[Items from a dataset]
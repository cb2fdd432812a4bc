//! Project manifest loader.
//!
//! A `skills.toml` manifest plays the part of the host build script: it
//! declares the repositories to resolve from, the dependency scopes, and
//! optional defaults for the extraction task itself. Unknown keys are
//! rejected so that typos surface immediately instead of being ignored.

use crate::error::{ExtractError, Result};
use camino::Utf8Path;
use serde::Deserialize;

/// Default manifest file name.
pub const DEFAULT_MANIFEST: &str = "skills.toml";

/// Top-level manifest contents.
#[derive(Clone, Debug, Default, Deserialize, Eq, PartialEq)]
#[serde(default, deny_unknown_fields)]
pub struct ProjectManifest {
    /// Defaults for the extraction task.
    pub extract: ExtractSettings,
    /// Repository directories, searched in order.
    pub repositories: Vec<RepositoryConfig>,
    /// Dependency scopes, in declaration order.
    pub scopes: Vec<ScopeConfig>,
}

impl ProjectManifest {
    /// Read and parse the manifest at `path`.
    ///
    /// # Errors
    ///
    /// Returns [`ExtractError::Manifest`] if the file cannot be read or is
    /// not a valid manifest.
    pub fn load(path: &Utf8Path) -> Result<Self> {
        let source = std::fs::read_to_string(path).map_err(|e| ExtractError::Manifest {
            path: path.to_owned(),
            reason: e.to_string(),
        })?;
        Self::parse(path, &source)
    }

    /// Parse manifest `source`, attributing errors to `path`.
    ///
    /// # Errors
    ///
    /// Returns [`ExtractError::Manifest`] if the source is not a valid
    /// manifest.
    pub fn parse(path: &Utf8Path, source: &str) -> Result<Self> {
        toml::from_str(source).map_err(|e| ExtractError::Manifest {
            path: path.to_owned(),
            reason: e.to_string(),
        })
    }
}

/// Task-level settings, overridable from the command line.
#[derive(Clone, Debug, Default, Deserialize, Eq, PartialEq)]
#[serde(default, deny_unknown_fields)]
pub struct ExtractSettings {
    /// Output directory, relative to the manifest when not absolute.
    pub dir: Option<String>,
    /// Scopes to extract from; empty means every resolvable scope.
    pub scopes: Vec<String>,
}

/// A Maven-layout repository directory.
#[derive(Clone, Debug, Deserialize, Eq, PartialEq)]
#[serde(deny_unknown_fields)]
pub struct RepositoryConfig {
    /// Repository root, relative to the manifest when not absolute.
    pub path: String,
}

/// A named dependency scope.
#[derive(Clone, Debug, Deserialize, Eq, PartialEq)]
#[serde(deny_unknown_fields)]
pub struct ScopeConfig {
    /// Scope name.
    pub name: String,
    /// Whether the scope can be resolved directly.
    #[serde(default = "ScopeConfig::default_resolvable")]
    pub resolvable: bool,
    /// Scopes whose dependencies this scope inherits.
    #[serde(default)]
    pub extends: Vec<String>,
    /// Declared `group:name:version` coordinates.
    #[serde(default)]
    pub dependencies: Vec<String>,
}

impl ScopeConfig {
    const fn default_resolvable() -> bool {
        true
    }
}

WHAT TO WORK ON
Each line above that has the word "directory" must be copied.

SOLUTION
    /// Output directory, relative to the manifest when not absolute.
/// A Maven-layout repository directory.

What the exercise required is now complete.